— REQUIRED ACTION —
The required output is every line from the beginning of the entries below through the line that includes "use crate::parts::MouthStyle;", copied exactly.

— THE DATA —

▬▬▬▬▬▬▬▬▬▬

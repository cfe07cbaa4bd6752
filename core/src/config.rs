//! Configuration management (config.toml)
//!
//! Handles loading, saving, and providing defaults for application settings.
//! Settings are stored in TOML format in the platform-specific config directory.

use anyhow::{Context, Result};
use serde::{Deserialize, Serialize};
use std::path::{Path, PathBuf};
use std::sync::Arc;

use crate::capture::{
    CameraDevices, DEFAULT_TIGHTENING, GUIDE_FRACTION, GUIDE_MAX_PX, OUTPUT_SIZE,
    StillImageCamera, TestPatternCamera,
};
use crate::monster::BodyShape;
use crate::parts::MouthStyle;

const CONFIG_FILE: &str = "config.toml";

/// Application configuration.
///
/// Contains all user-configurable settings organized into sections.
#[derive(Debug, Clone, PartialEq, Serialize, Deserialize, Default)]
pub struct Config {
    /// Window and rendering settings
    #[serde(default)]
    pub video: VideoConfig,
    /// Skin camera settings
    #[serde(default)]
    pub camera: CameraConfig,
    /// Starting state of the builder
    #[serde(default)]
    pub builder: BuilderConfig,
    #[serde(default)]
    pub export: ExportConfig,
}

#[derive(Debug, Clone, PartialEq, Serialize, Deserialize)]
pub struct VideoConfig {
    /// Whether to start in fullscreen mode (default: false)
    #[serde(default)]
    pub fullscreen: bool,
    /// Viewport render resolution relative to the window (default: 1.0, range: 0.25-2.0)
    #[serde(default = "default_render_scale")]
    pub render_scale: f32,
}

/// Where skin photos come from
#[derive(Debug, Clone, Copy, PartialEq, Eq, Serialize, Deserialize, Default)]
#[serde(rename_all = "snake_case")]
pub enum CameraSource {
    /// Synthetic animated pattern
    #[default]
    TestPattern,
    /// An image file presented as a camera (`image_path`)
    Image,
}

#[derive(Debug, Clone, PartialEq, Serialize, Deserialize)]
pub struct CameraConfig {
    #[serde(default)]
    pub source: CameraSource,
    /// Image used when `source = "image"`
    #[serde(default)]
    pub image_path: Option<PathBuf>,
    /// Side of the square skin texture in pixels (default: 1024)
    #[serde(default = "default_output_size")]
    pub output_size: u32,
    /// Capture square relative to the guide circle (default: 0.9)
    #[serde(default = "default_tightening")]
    pub tightening: f32,
    /// Largest guide diameter in screen pixels (default: 400)
    #[serde(default = "default_guide_max_px")]
    pub guide_max_px: f32,
    /// Guide diameter as a fraction of the viewport width (default: 0.8)
    #[serde(default = "default_guide_fraction")]
    pub guide_fraction: f32,
    /// Clear the corners outside the guide circle (default: false)
    #[serde(default)]
    pub circular_mask: bool,
}

#[derive(Debug, Clone, PartialEq, Serialize, Deserialize)]
pub struct BuilderConfig {
    /// Body preselected on the selection screen
    #[serde(default)]
    pub default_body: BodyShape,
    #[serde(default)]
    pub mouth_style: MouthStyle,
    /// Idle breathing animation (default: true)
    #[serde(default = "default_true")]
    pub breathing: bool,
}

#[derive(Debug, Clone, PartialEq, Serialize, Deserialize, Default)]
pub struct ExportConfig {
    /// Export folder; the platform data directory when unset
    #[serde(default)]
    pub directory: Option<PathBuf>,
}

fn default_true() -> bool {
    true
}
fn default_render_scale() -> f32 {
    1.0
}
fn default_output_size() -> u32 {
    OUTPUT_SIZE
}
fn default_tightening() -> f32 {
    DEFAULT_TIGHTENING
}
fn default_guide_max_px() -> f32 {
    GUIDE_MAX_PX
}
fn default_guide_fraction() -> f32 {
    GUIDE_FRACTION
}

impl Default for VideoConfig {
    fn default() -> Self {
        Self {
            fullscreen: false,
            render_scale: default_render_scale(),
        }
    }
}

impl Default for CameraConfig {
    fn default() -> Self {
        Self {
            source: CameraSource::default(),
            image_path: None,
            output_size: default_output_size(),
            tightening: default_tightening(),
            guide_max_px: default_guide_max_px(),
            guide_fraction: default_guide_fraction(),
            circular_mask: false,
        }
    }
}

impl Default for BuilderConfig {
    fn default() -> Self {
        Self {
            default_body: BodyShape::default(),
            mouth_style: MouthStyle::default(),
            breathing: default_true(),
        }
    }
}

impl VideoConfig {
    /// Render scale limited to the supported range
    pub fn clamped_render_scale(&self) -> f32 {
        if self.render_scale.is_finite() {
            self.render_scale.clamp(0.25, 2.0)
        } else {
            default_render_scale()
        }
    }
}

impl CameraConfig {
    /// Camera provider for the configured source.
    ///
    /// Falls back to the test pattern when `source = "image"` has no path.
    pub fn devices(&self) -> Arc<dyn CameraDevices> {
        match (self.source, &self.image_path) {
            (CameraSource::Image, Some(path)) => Arc::new(StillImageCamera::new(path)),
            (CameraSource::Image, None) => {
                tracing::warn!("camera.source is \"image\" but camera.image_path is unset");
                Arc::new(TestPatternCamera::default())
            }
            (CameraSource::TestPattern, _) => Arc::new(TestPatternCamera::default()),
        }
    }

    /// Guide diameter for a viewport of the given width
    pub fn guide_size(&self, viewport_width: f32) -> f32 {
        (viewport_width * self.guide_fraction).min(self.guide_max_px)
    }
}

/// Returns the platform-specific configuration directory.
///
/// On Linux: `~/.config/monster-builder`
///
/// Returns `None` if the home directory cannot be determined.
pub fn config_dir() -> Option<PathBuf> {
    directories::ProjectDirs::from("io", "monster-builder", "monster-builder")
        .map(|dirs| dirs.config_dir().to_path_buf())
}

/// Returns the platform-specific data directory (exports live here).
///
/// On Linux: `~/.local/share/monster-builder`
pub fn data_dir() -> Option<PathBuf> {
    directories::ProjectDirs::from("io", "monster-builder", "monster-builder")
        .map(|dirs| dirs.data_dir().to_path_buf())
}

/// Loads the configuration from disk.
///
/// Returns default values if the file doesn't exist or cannot be parsed.
pub fn load() -> Config {
    config_dir()
        .map(|dir| load_from(&dir.join(CONFIG_FILE)))
        .unwrap_or_default()
}

/// Loads a configuration file, falling back to defaults.
pub fn load_from(path: &Path) -> Config {
    let Ok(content) = std::fs::read_to_string(path) else {
        return Config::default();
    };
    match toml::from_str(&content) {
        Ok(config) => config,
        Err(e) => {
            tracing::warn!("Ignoring invalid config {}: {e}", path.display());
            Config::default()
        }
    }
}

/// Saves the configuration to the platform config directory.
pub fn save(config: &Config) -> Result<()> {
    let dir = config_dir().context("Failed to get project directories")?;
    save_to(config, &dir.join(CONFIG_FILE))
}

/// Writes the configuration to `path`, creating parent directories.
pub fn save_to(config: &Config, path: &Path) -> Result<()> {
    if let Some(dir) = path.parent() {
        std::fs::create_dir_all(dir).context("Failed to create config directory")?;
    }
    let content = toml::to_string_pretty(config).context("Failed to serialize config")?;
    std::fs::write(path, content)
        .with_context(|| format!("Failed to write {}", path.display()))?;
    Ok(())
}
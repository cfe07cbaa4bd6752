//! Side panels bound to the current selection

use egui::{Align2, Context, Slider};
use monster_core::{PartAdjustment, RotationAxis, SkinSettings};

use super::UiAction;

const PANEL_OFFSET: [f32; 2] = [-16.0, -16.0];

/// Rotate and scale controls for the selected part
pub fn part_panel(ctx: &Context, adjustment: PartAdjustment) -> Option<UiAction> {
    let mut action = None;

    egui::Window::new("Part")
        .anchor(Align2::RIGHT_BOTTOM, PANEL_OFFSET)
        .resizable(false)
        .collapsible(false)
        .show(ctx, |ui| {
            let mut yaw = adjustment.yaw_deg;
            if ui
                .add(Slider::new(&mut yaw, -180.0..=180.0).step_by(1.0).suffix("°").text("Rotate Y"))
                .changed()
            {
                action = Some(UiAction::RotatePart(RotationAxis::Y, yaw));
            }

            let mut roll = adjustment.roll_deg;
            if ui
                .add(Slider::new(&mut roll, -180.0..=180.0).step_by(1.0).suffix("°").text("Rotate Z"))
                .changed()
            {
                action = Some(UiAction::RotatePart(RotationAxis::Z, roll));
            }

            let mut scale = adjustment.scale;
            if ui
                .add(Slider::new(&mut scale, 0.5..=2.0).step_by(0.1).text("Scale"))
                .changed()
            {
                action = Some(UiAction::ScalePart(scale));
            }

            ui.separator();
            if ui.button("Delete").clicked() {
                action = Some(UiAction::DeletePart);
            }
        });

    action
}

/// Brightness and texture placement for the body skin
pub fn skin_panel(ctx: &Context, settings: SkinSettings, has_skin: bool) -> Option<UiAction> {
    let mut action = None;

    egui::Window::new("Skin")
        .anchor(Align2::RIGHT_BOTTOM, PANEL_OFFSET)
        .resizable(false)
        .collapsible(false)
        .show(ctx, |ui| {
            let mut brightness = settings.brightness;
            if ui
                .add(Slider::new(&mut brightness, 0.5..=1.5).step_by(0.05).text("Brightness"))
                .changed()
            {
                action = Some(UiAction::SkinBrightness(brightness));
            }

            // Placement only matters once a photo is on the body
            ui.add_enabled_ui(has_skin, |ui| {
                let mut offset_y = settings.offset_y;
                if ui
                    .add(Slider::new(&mut offset_y, -1.0..=1.0).step_by(0.05).text("Offset Y"))
                    .changed()
                {
                    action = Some(UiAction::SkinOffsetY(offset_y));
                }

                let mut repeat = settings.repeat;
                if ui
                    .add(Slider::new(&mut repeat, 0.5..=4.0).step_by(0.1).text("Repeat"))
                    .changed()
                {
                    action = Some(UiAction::SkinRepeat(repeat));
                }
            });

            ui.separator();
            if ui.button("Close").clicked() {
                action = Some(UiAction::CloseSkinPanel);
            }
        });

    action
}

▬▬▬▬▬▬▬▬▬▬

— OUTPUT FOR THIS TASK —
repository cfe07cbaa4bd6752
filename core/src/config.rs
//! Configuration management (config.toml)
//!
//! Handles loading, saving, and providing defaults for application settings.
//! Settings are stored in TOML format in the platform-specific config directory.

use anyhow::{Context, Result};
use serde::{Deserialize, Serialize};
use std::path::{Path, PathBuf};
use std::sync::Arc;

use crate::capture::{
    CameraDevices, DEFAULT_TIGHTENING, GUIDE_FRACTION, GUIDE_MAX_PX, OUTPUT_SIZE,
    StillImageCamera, TestPatternCamera,
};
use crate::monster::BodyShape;
use crate::parts::MouthStyle;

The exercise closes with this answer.